**Problem**
Check each line of the entries below for the string "HistogramVec"; copy every line where it appears.

──────

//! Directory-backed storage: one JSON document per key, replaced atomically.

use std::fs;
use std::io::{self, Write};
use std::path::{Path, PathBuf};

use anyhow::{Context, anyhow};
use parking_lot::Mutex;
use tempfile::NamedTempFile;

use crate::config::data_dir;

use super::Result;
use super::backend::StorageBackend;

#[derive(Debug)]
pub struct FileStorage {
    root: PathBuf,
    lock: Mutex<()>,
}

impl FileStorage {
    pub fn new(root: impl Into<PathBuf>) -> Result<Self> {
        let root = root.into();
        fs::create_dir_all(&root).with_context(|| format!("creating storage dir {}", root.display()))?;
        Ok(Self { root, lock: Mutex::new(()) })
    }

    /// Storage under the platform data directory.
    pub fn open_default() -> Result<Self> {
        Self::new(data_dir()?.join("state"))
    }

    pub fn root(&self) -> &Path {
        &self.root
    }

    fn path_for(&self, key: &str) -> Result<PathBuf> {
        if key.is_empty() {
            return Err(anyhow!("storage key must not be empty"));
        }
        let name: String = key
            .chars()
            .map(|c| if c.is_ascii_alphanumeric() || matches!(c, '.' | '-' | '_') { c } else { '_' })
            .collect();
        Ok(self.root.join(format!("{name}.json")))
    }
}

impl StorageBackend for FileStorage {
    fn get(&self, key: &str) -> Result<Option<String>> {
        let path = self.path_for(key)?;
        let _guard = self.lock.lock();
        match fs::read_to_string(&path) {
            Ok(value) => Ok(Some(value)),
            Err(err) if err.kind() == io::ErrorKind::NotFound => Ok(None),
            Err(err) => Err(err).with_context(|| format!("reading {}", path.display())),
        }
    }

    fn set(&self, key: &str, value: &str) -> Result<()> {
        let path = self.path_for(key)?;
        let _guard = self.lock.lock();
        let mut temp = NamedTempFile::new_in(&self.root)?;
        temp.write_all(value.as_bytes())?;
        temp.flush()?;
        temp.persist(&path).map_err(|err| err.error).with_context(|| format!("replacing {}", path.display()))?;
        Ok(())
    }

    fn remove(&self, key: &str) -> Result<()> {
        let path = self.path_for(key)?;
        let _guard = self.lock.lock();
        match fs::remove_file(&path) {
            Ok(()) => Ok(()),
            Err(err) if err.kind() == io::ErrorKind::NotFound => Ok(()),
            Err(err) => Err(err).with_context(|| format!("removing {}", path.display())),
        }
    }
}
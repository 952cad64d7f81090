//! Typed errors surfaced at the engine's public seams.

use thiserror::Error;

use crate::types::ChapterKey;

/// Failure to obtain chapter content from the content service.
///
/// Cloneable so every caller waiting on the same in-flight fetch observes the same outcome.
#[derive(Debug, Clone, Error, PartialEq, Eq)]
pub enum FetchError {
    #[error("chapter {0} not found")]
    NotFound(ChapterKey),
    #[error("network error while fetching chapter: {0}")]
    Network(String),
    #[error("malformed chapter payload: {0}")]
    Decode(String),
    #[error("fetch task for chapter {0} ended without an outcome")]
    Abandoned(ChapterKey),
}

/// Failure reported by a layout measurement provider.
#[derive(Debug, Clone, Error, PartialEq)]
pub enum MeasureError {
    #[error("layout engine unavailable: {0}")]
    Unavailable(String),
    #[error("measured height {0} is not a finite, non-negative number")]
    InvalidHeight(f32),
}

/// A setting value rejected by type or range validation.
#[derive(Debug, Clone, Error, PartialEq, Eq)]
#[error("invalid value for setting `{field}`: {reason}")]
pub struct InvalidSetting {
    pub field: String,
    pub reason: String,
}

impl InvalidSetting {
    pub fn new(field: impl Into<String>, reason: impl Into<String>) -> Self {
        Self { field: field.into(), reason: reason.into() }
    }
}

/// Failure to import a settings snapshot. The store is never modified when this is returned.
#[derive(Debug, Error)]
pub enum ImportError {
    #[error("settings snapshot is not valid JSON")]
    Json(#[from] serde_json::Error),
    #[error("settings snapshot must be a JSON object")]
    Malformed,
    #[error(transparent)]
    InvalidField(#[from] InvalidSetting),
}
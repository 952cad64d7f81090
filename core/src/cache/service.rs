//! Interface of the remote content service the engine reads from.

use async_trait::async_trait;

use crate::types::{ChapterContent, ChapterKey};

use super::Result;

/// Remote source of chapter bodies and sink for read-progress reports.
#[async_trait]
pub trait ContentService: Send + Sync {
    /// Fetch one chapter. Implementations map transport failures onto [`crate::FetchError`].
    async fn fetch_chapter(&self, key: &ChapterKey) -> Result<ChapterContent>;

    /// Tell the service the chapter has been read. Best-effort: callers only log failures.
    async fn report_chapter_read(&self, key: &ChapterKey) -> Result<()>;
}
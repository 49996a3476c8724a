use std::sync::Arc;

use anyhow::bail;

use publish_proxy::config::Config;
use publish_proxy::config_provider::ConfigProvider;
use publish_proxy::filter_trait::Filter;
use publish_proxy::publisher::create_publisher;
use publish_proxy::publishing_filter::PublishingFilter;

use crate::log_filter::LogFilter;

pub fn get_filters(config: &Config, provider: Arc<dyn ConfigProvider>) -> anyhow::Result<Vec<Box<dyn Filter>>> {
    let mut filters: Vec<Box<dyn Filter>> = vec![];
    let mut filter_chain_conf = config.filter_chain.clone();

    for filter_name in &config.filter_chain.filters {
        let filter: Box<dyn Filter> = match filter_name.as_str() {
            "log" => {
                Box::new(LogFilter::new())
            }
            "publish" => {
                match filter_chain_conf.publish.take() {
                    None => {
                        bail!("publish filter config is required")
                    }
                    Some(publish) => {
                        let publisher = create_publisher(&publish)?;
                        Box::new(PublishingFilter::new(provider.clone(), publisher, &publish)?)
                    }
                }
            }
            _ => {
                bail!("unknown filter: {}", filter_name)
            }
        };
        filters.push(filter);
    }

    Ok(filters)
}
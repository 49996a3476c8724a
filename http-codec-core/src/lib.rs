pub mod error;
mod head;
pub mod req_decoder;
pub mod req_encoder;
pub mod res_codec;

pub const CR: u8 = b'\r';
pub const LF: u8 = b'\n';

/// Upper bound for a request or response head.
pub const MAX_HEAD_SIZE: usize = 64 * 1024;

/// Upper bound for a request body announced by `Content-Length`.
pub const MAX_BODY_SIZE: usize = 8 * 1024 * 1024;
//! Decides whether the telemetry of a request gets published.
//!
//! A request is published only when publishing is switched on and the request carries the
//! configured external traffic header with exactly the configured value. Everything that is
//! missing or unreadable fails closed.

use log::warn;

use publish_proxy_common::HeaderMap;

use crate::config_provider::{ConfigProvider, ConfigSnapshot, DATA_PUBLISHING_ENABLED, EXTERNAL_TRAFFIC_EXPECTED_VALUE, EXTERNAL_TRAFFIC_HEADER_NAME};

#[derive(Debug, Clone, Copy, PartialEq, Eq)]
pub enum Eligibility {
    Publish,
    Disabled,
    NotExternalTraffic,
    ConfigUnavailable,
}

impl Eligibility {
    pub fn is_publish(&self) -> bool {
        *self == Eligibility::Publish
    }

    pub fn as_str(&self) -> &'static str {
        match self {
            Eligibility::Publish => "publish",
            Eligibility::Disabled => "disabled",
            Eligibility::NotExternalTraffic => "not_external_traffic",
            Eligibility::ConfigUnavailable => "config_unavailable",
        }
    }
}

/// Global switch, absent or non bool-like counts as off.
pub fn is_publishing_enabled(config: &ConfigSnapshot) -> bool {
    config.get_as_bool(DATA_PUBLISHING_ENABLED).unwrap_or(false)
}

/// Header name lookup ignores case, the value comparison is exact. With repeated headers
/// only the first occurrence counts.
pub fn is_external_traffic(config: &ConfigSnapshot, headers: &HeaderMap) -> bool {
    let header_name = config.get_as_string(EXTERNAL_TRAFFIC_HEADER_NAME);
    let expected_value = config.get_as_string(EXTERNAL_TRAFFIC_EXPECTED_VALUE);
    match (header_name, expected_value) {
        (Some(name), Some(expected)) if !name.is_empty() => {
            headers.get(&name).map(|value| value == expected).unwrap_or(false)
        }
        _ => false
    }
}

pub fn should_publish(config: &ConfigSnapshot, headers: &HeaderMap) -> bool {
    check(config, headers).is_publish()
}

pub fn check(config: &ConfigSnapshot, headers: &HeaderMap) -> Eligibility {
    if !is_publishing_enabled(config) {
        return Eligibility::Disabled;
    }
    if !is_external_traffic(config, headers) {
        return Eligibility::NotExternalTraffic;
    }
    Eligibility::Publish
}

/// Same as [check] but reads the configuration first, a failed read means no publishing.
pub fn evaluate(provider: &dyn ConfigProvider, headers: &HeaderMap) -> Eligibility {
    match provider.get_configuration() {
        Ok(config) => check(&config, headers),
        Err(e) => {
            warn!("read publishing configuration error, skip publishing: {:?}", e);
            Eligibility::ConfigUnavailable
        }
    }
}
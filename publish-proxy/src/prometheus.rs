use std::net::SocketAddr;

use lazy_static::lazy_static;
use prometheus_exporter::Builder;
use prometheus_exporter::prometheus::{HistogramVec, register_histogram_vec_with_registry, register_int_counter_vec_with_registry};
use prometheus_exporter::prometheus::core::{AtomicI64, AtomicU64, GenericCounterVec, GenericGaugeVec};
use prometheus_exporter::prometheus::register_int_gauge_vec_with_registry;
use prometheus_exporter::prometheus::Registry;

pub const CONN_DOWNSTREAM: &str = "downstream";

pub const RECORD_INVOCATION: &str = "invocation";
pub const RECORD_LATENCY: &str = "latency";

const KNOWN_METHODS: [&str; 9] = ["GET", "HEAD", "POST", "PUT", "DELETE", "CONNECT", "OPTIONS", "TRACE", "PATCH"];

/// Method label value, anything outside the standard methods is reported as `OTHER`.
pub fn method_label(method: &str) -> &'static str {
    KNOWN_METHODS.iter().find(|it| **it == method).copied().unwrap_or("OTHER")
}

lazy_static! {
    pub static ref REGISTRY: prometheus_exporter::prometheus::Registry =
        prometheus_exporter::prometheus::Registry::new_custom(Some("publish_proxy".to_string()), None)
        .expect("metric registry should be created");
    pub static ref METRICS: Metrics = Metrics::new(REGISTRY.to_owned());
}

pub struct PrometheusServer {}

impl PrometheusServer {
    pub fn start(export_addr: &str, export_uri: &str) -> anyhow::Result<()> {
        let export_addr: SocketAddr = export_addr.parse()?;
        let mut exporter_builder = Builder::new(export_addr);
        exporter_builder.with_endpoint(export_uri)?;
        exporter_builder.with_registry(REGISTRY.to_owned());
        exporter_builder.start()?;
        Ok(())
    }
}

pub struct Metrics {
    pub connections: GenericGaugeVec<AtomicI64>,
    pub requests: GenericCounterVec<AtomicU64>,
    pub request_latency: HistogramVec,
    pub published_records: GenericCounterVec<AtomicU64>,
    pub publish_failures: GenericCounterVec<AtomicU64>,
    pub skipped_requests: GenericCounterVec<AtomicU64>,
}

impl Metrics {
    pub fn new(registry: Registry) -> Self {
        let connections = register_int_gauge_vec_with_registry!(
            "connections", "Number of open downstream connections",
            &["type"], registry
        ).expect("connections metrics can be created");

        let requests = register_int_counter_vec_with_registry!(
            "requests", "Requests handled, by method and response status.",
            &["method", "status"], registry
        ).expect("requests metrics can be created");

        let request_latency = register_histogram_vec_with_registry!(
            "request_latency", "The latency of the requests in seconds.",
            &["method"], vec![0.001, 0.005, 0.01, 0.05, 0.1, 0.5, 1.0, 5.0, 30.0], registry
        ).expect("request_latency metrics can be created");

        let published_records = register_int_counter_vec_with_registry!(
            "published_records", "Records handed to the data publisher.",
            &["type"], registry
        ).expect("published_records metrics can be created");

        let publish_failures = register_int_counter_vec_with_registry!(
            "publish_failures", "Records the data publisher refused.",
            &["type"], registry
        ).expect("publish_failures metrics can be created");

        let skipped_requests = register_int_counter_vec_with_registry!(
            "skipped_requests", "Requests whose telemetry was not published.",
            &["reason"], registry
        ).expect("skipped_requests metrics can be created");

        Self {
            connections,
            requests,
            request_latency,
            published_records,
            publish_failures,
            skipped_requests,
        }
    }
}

──────

**Worked solution**
use prometheus_exporter::prometheus::{HistogramVec, register_histogram_vec_with_registry, register_int_counter_vec_with_registry};
    pub request_latency: HistogramVec,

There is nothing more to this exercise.